Exercise details:
Below are entries; count the lines among them that contain the word "cross", and give only the count.

(Collected data)

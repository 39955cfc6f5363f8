//! Mass properties by divergence-theorem face integration.
//!
//! The volume integrals of a polyhedron are rewritten as surface integrals
//! over its faces, each face integral is reduced to an integral over the
//! face's projection onto a coordinate plane, and that in turn to closed-form
//! sums over the projected edges. This path is independent from
//! [`crate::physics::tetrahedra`] and serves as its cross-check.
//!
//! Reference: B. Mirtich, "Fast and Accurate Computation of Polyhedral Mass
//! Properties", Journal of Graphics Tools 1(2), 1996.

use cgmath::{InnerSpace, Vector3};

use crate::{
    data_structures::{face::Face, mesh::widen},
    error::{GeometryError, GeometryResult},
    physics::mass_properties::{MassProperties, VolumeMoments},
};

/// Projection axes for one face. `c` is the axis along the largest normal
/// component; `a` and `b` span the plane the face is projected onto.
#[derive(Clone, Copy, Debug, PartialEq, Eq)]
struct Axes {
    a: usize,
    b: usize,
    c: usize,
}

impl Axes {
    fn for_normal(n: Vector3<f64>) -> Self {
        let (nx, ny, nz) = (n.x.abs(), n.y.abs(), n.z.abs());
        let c = if nx > ny && nx > nz {
            0
        } else if ny > nz {
            1
        } else {
            2
        };
        let a = (c + 1) % 3;
        let b = (a + 1) % 3;
        Self { a, b, c }
    }
}

/// Integrals of monomials up to degree 3 over the projected face.
#[derive(Clone, Copy, Debug, Default)]
struct ProjectionIntegrals {
    p1: f64,
    pa: f64,
    pb: f64,
    paa: f64,
    pab: f64,
    pbb: f64,
    paaa: f64,
    paab: f64,
    pabb: f64,
    pbbb: f64,
}

impl ProjectionIntegrals {
    fn over(corners: &[Vector3<f64>; 3], axes: Axes) -> Self {
        let mut p = Self::default();
        for i in 0..3 {
            let (a0, b0) = (corners[i][axes.a], corners[i][axes.b]);
            let (a1, b1) = (corners[(i + 1) % 3][axes.a], corners[(i + 1) % 3][axes.b]);
            let da = a1 - a0;
            let db = b1 - b0;

            let (a0_2, b0_2) = (a0 * a0, b0 * b0);
            let (a0_3, b0_3) = (a0_2 * a0, b0_2 * b0);
            let (a0_4, b0_4) = (a0_3 * a0, b0_3 * b0);
            let (a1_2, b1_2) = (a1 * a1, b1 * b1);
            let (a1_3, b1_3) = (a1_2 * a1, b1_2 * b1);

            let c1 = a1 + a0;
            let ca = a1 * c1 + a0_2;
            let caa = a1 * ca + a0_3;
            let caaa = a1 * caa + a0_4;
            let cb = b1 * (b1 + b0) + b0_2;
            let cbb = b1 * cb + b0_3;
            let cbbb = b1 * cbb + b0_4;
            let cab = 3.0 * a1_2 + 2.0 * a1 * a0 + a0_2;
            let kab = a1_2 + 2.0 * a1 * a0 + 3.0 * a0_2;
            let caab = a0 * cab + 4.0 * a1_3;
            let kaab = a1 * kab + 4.0 * a0_3;
            let cabb = 4.0 * b1_3 + 3.0 * b1_2 * b0 + 2.0 * b1 * b0_2 + b0_3;
            let kabb = b1_3 + 2.0 * b1_2 * b0 + 3.0 * b1 * b0_2 + 4.0 * b0_3;

            p.p1 += db * c1;
            p.pa += db * ca;
            p.paa += db * caa;
            p.paaa += db * caaa;
            p.pb += da * cb;
            p.pbb += da * cbb;
            p.pbbb += da * cbbb;
            p.pab += db * (b1 * cab + b0 * kab);
            p.paab += db * (b1 * caab + b0 * kaab);
            p.pabb += da * (a1 * cabb + a0 * kabb);
        }

        p.p1 /= 2.0;
        p.pa /= 6.0;
        p.paa /= 12.0;
        p.paaa /= 20.0;
        p.pb /= -6.0;
        p.pbb /= -12.0;
        p.pbbb /= -20.0;
        p.pab /= 24.0;
        p.paab /= 60.0;
        p.pabb /= -60.0;
        p
    }
}

/// Integrals of monomials up to degree 3 over the face itself, expressed in
/// the `a`, `b`, `c` axes of its projection.
#[derive(Clone, Copy, Debug, Default)]
struct FaceIntegrals {
    fa: f64,
    fb: f64,
    fc: f64,
    faa: f64,
    fbb: f64,
    fcc: f64,
    faaa: f64,
    fbbb: f64,
    fccc: f64,
    faab: f64,
    fbbc: f64,
    fcca: f64,
}

impl FaceIntegrals {
    fn over(corners: &[Vector3<f64>; 3], normal: Vector3<f64>, w: f64, axes: Axes) -> Self {
        let p = ProjectionIntegrals::over(corners, axes);
        let (na, nb) = (normal[axes.a], normal[axes.b]);
        let k1 = 1.0 / normal[axes.c];
        let k2 = k1 * k1;
        let k3 = k2 * k1;
        let k4 = k3 * k1;

        Self {
            fa: k1 * p.pa,
            fb: k1 * p.pb,
            fc: -k2 * (na * p.pa + nb * p.pb + w * p.p1),

            faa: k1 * p.paa,
            fbb: k1 * p.pbb,
            fcc: k3
                * (na * na * p.paa
                    + 2.0 * na * nb * p.pab
                    + nb * nb * p.pbb
                    + w * (2.0 * (na * p.pa + nb * p.pb) + w * p.p1)),

            faaa: k1 * p.paaa,
            fbbb: k1 * p.pbbb,
            fccc: -k4
                * (na * na * na * p.paaa
                    + 3.0 * na * na * nb * p.paab
                    + 3.0 * na * nb * nb * p.pabb
                    + nb * nb * nb * p.pbbb
                    + 3.0 * w * (na * na * p.paa + 2.0 * na * nb * p.pab + nb * nb * p.pbb)
                    + w * w * (3.0 * (na * p.pa + nb * p.pb) + w * p.p1)),

            faab: k1 * p.paab,
            fbbc: -k2 * (na * p.pabb + nb * p.pbbb + w * p.pbb),
            fcca: k3
                * (na * na * p.paaa
                    + 2.0 * na * nb * p.paab
                    + nb * nb * p.pabb
                    + w * (2.0 * (na * p.paa + nb * p.pab) + w * p.pa)),
        }
    }
}

/// Running volume integrals over all faces seen so far.
#[derive(Clone, Copy, Debug, Default, PartialEq)]
pub struct VolumeIntegrals {
    t0: f64,
    t1: [f64; 3],
    t2: [f64; 3],
    tp: [f64; 3],
}

impl VolumeIntegrals {
    /// Add the contribution of one outward wound face.
    ///
    /// The plane is rebuilt in double precision from the corner positions;
    /// zero-area faces enclose nothing and are skipped.
    pub fn add_face(&mut self, face: &Face) {
        let corners = face.vertices.map(widen);
        let normal = (corners[1] - corners[0]).cross(corners[2] - corners[1]);
        let length = normal.magnitude();
        if !(length > 0.0 && length.is_finite()) {
            return;
        }
        let normal = normal / length;
        let w = -normal.dot(corners[0]);

        let axes = Axes::for_normal(normal);
        let f = FaceIntegrals::over(&corners, normal, w, axes);
        let Axes { a, b, c } = axes;

        self.t0 += normal.x
            * if a == 0 {
                f.fa
            } else if b == 0 {
                f.fb
            } else {
                f.fc
            };

        self.t1[a] += normal[a] * f.faa;
        self.t1[b] += normal[b] * f.fbb;
        self.t1[c] += normal[c] * f.fcc;
        self.t2[a] += normal[a] * f.faaa;
        self.t2[b] += normal[b] * f.fbbb;
        self.t2[c] += normal[c] * f.fccc;
        self.tp[a] += normal[a] * f.faab;
        self.tp[b] += normal[b] * f.fbbc;
        self.tp[c] += normal[c] * f.fcca;
    }

    /// The signed enclosed volume.
    pub fn volume(&self) -> f64 {
        self.t0
    }

    pub fn finish(self, density: f64) -> GeometryResult<MassProperties> {
        let moments = VolumeMoments {
            volume: self.t0,
            first: self.t1.map(|t| t / 2.0),
            second: self.t2.map(|t| t / 3.0),
            products: self.tp.map(|t| t / 2.0),
        };
        MassProperties::from_integrals(moments, density)
    }
}

/// Mass properties of a closed, outward wound mesh given as faces.
///
/// Agrees with [`crate::physics::tetrahedra::compute_mass_properties`] up to
/// rounding for every valid input.
pub fn compute_mass_properties_by_integration(
    faces: &[Face],
    density: f64,
) -> GeometryResult<MassProperties> {
    if faces.is_empty() {
        return Err(GeometryError::EmptyMesh);
    }
    let integrals = faces.iter().fold(VolumeIntegrals::default(), |mut acc, face| {
        acc.add_face(face);
        acc
    });
    integrals.finish(density)
}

Output of the exercise:
2